Sans être évidemment un documentaire, Boy Erased fournit de multiples pistes de compréhension des thérapies de conversion (également nommées thérapie réparatrice ou thérapie de réorientation sexuelle) globalement basées sur l’hypothèse que l’homosexualité en soi est une maladie mentale, impliquant que le « patient » doit changer d’orientation sexuelle… Actuellement, 36 États américains ne disposent toujours pas de loi interdisant les thérapies de conversion. Quatorze États, plus Washington D.C., ont passé des lois protégeant les jeunes LGBTQ contre ces formes de thérapie. L’Association américaine de psychiatrie (AAP) estime comme risques possibles liés à la pratique de thérapies réparatrices : la dépression, l’angoisse et les comportements autodestructeurs, dans la mesure où l’adoption par le thérapeute des préjugés sociaux contre les personnes LGBTQ renforcerait la haine de soi ressentie par les patients.
Pour porter son projet, le metteur en scène peut compter sur deux poids-lourds d’Hollywood. Russell Crowe incarne un pasteur (doublé d’un concessionnaire Ford) qui découvre, ébahi puis traumatisé, l’homosexualité de son fils et qui n’arrive à y répondre que par une démarche proche de l’exorcisme. En Barbie vieillie, Nicole Kidman est une mère pathétique qui, cependant, relève la tête et affirme « Dieu m’aime. J’aime Dieu. Et j’aime mon fils ». C’est Lucas Hedges qui endosse le rôle de ce Jared au regard triste et perdu auquel il faudra longtemps pour relever la tête. On a vu le comédien de 22 ans dans une série de films remarqués par la critique comme Three Billboards de Martin McDonagh, Lady Bird de Greta Gerwig, Manchester by the Sea de Kenneth Lonergan pour lequel il a été cité à l’Oscar du meilleur acteur dans un rôle secondaire ou encore dans deux films de Wes Anderson : Moonrise Kingdom et Grand Budapest Hotel.

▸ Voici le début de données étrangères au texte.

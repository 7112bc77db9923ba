#![deny(unsafe_code)]
//! CLI binary for pointer-field.
//!
//! Subcommands:
//! - `render <field>`: drive a field with a scripted pointer for N frames, write PNG
//! - `list`: print available fields and palettes
//! - `schema <field>`: print a field's parameter schema as JSON

mod error;
mod path;

use clap::{Parser, Subcommand};
use error::CliError;
use path::PointerPath;
use pointer_field_core::{Engine, FieldError, InputEvent, Palette, Surface};
use pointer_field_engines::pixel::PixelBuffer;
use pointer_field_engines::FieldKind;
use serde_json::Value;
use std::path::PathBuf;
use std::process;

#[derive(Parser)]
#[command(name = "pointer-field", about = "Pointer-reactive particle field CLI")]
struct Cli {
    /// Output as JSON instead of human-readable text.
    #[arg(long, global = true)]
    json: bool,

    #[command(subcommand)]
    command: Command,
}

#[derive(Subcommand)]
enum Command {
    /// Run a field for N frames under a scripted pointer and write a PNG.
    Render {
        /// Field name ("grid" or "sparks").
        field: String,

        /// Logical surface width.
        #[arg(short = 'W', long, default_value_t = 480)]
        width: u32,

        /// Logical surface height.
        #[arg(short = 'H', long, default_value_t = 480)]
        height: u32,

        /// Device-pixel scale of the output image.
        #[arg(long, default_value_t = 1.0)]
        scale: f64,

        /// Number of frames to simulate.
        #[arg(short, long, default_value_t = 120)]
        frames: usize,

        /// PRNG seed for deterministic output.
        #[arg(long, default_value_t = 42)]
        seed: u64,

        /// Palette name (dusk, ember, aurora, mono); overrides `palette` in --params.
        #[arg(short, long)]
        palette: Option<String>,

        /// Field parameters as a JSON object.
        #[arg(long, default_value = "{}")]
        params: String,

        /// Scripted pointer motion.
        #[arg(long, value_enum, default_value_t = PointerPath::Circle)]
        path: PointerPath,

        /// Render as if the host prefers reduced motion.
        #[arg(long)]
        reduced_motion: bool,

        /// Output file path.
        #[arg(short, long, default_value = "output.png")]
        output: PathBuf,
    },
    /// List available fields and palettes.
    List,
    /// Print the parameter schema of a field.
    Schema {
        /// Field name.
        field: String,
    },
}

/// Everything a headless render needs besides the output path.
struct RenderJob {
    field: String,
    surface: Surface,
    frames: usize,
    seed: u64,
    params: Value,
    path: PointerPath,
    reduced_motion: bool,
}

/// Runs the job and returns the field with its final frame.
fn render_frames(job: &RenderJob) -> Result<(FieldKind, PixelBuffer), CliError> {
    let mut field = FieldKind::from_name(&job.field, job.surface, job.seed, &job.params)?;
    if job.reduced_motion {
        field.handle(&InputEvent::ReducedMotion(true));
    }
    let mut buffer = PixelBuffer::new(&job.surface);
    field.render(&mut buffer);

    for frame in 0..job.frames {
        if let Some(p) = job.path.position(frame, job.frames, &job.surface) {
            field.handle(&InputEvent::pointer_move(p));
        }
        field.frame(1.0, &mut buffer);
    }
    Ok((field, buffer))
}

/// Parses `--params` and folds `--palette` into it.
fn build_params(params: &str, palette: Option<String>) -> Result<Value, CliError> {
    let mut params: Value = serde_json::from_str(params).map_err(|e| FieldError::InvalidParam {
        name: "--params".into(),
        reason: e.to_string(),
    })?;
    let Some(object) = params.as_object_mut() else {
        return Err(FieldError::InvalidParam {
            name: "--params".into(),
            reason: "expected a JSON object".into(),
        }
        .into());
    };
    if let Some(name) = palette {
        // Validate eagerly so a typo is reported as bad input, not ignored.
        Palette::from_name(&name)?;
        object.insert("palette".into(), Value::String(name));
    }
    Ok(params)
}

fn run(cli: Cli) -> Result<(), CliError> {
    match cli.command {
        Command::List => {
            let fields = FieldKind::list_fields();
            let palettes = Palette::list_names();
            if cli.json {
                let info = serde_json::json!({
                    "fields": fields,
                    "palettes": palettes,
                });
                println!("{}", serde_json::to_string_pretty(&info)?);
            } else {
                println!("Fields:");
                for name in fields {
                    println!("  {name}");
                }
                println!("Palettes:");
                println!("  {}", palettes.join(", "));
            }
        }
        Command::Schema { field } => {
            let field = FieldKind::from_name(
                &field,
                Surface::new(480.0, 480.0, 1.0),
                1,
                &serde_json::json!({}),
            )?;
            println!("{}", serde_json::to_string_pretty(&field.param_schema())?);
        }
        Command::Render {
            field,
            width,
            height,
            scale,
            frames,
            seed,
            palette,
            params,
            path,
            reduced_motion,
            output,
        } => {
            let job = RenderJob {
                field,
                surface: Surface::new(width as f64, height as f64, scale),
                frames,
                seed,
                params: build_params(&params, palette)?,
                path,
                reduced_motion,
            };
            let (engine, buffer) = render_frames(&job)?;

            pointer_field_engines::snapshot::write_png(&buffer, &output)?;

            if cli.json {
                let info = serde_json::json!({
                    "field": job.field,
                    "width": buffer.width(),
                    "height": buffer.height(),
                    "frames": frames,
                    "seed": seed,
                    "particles": engine.particle_count(),
                    "params": engine.params(),
                    "output": output.display().to_string(),
                });
                println!("{}", serde_json::to_string_pretty(&info)?);
            } else {
                eprintln!(
                    "rendered {} ({}x{}, {frames} frames, {} particles, seed {seed}) -> {}",
                    job.field,
                    buffer.width(),
                    buffer.height(),
                    engine.particle_count(),
                    output.display()
                );
            }
        }
    }

    Ok(())
}

fn main() {
    let cli = Cli::parse();
    let json_mode = cli.json;
    if let Err(e) = run(cli) {
        if json_mode {
            let j = serde_json::json!({"error": e.to_string(), "exit_code": e.exit_code()});
            eprintln!("{}", serde_json::to_string_pretty(&j).unwrap_or_default());
        } else {
            eprintln!("error: {e}");
        }
        process::exit(e.exit_code());
    }
}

Dans l’épilogue du film, on retrouve Jared quelques années plus tard, vivant son homosexualité à New York tout en rédigeant des articles sur sa fréquentation de la thérapie de conversion. Mais Jared a besoin de revenir dans l’Arkansas pour revoir sa mère et surtout son père auquel il peut enfin dire : « Je suis gay. Je suis gay et je suis ton fils. Et aucune de ces deux choses ne risque de changer. » Les larmes aux yeux, son père en conviendra…
BOY ERASED Drame (USA – 1h55) de Joel Edgerton avec Lucas Hedges, Nicole Kidman, Joel Edgerton, Russell Crowe, Joe Alwyn, Xavier Dolan, Troye Sivan. Dans les salles le 27 mars.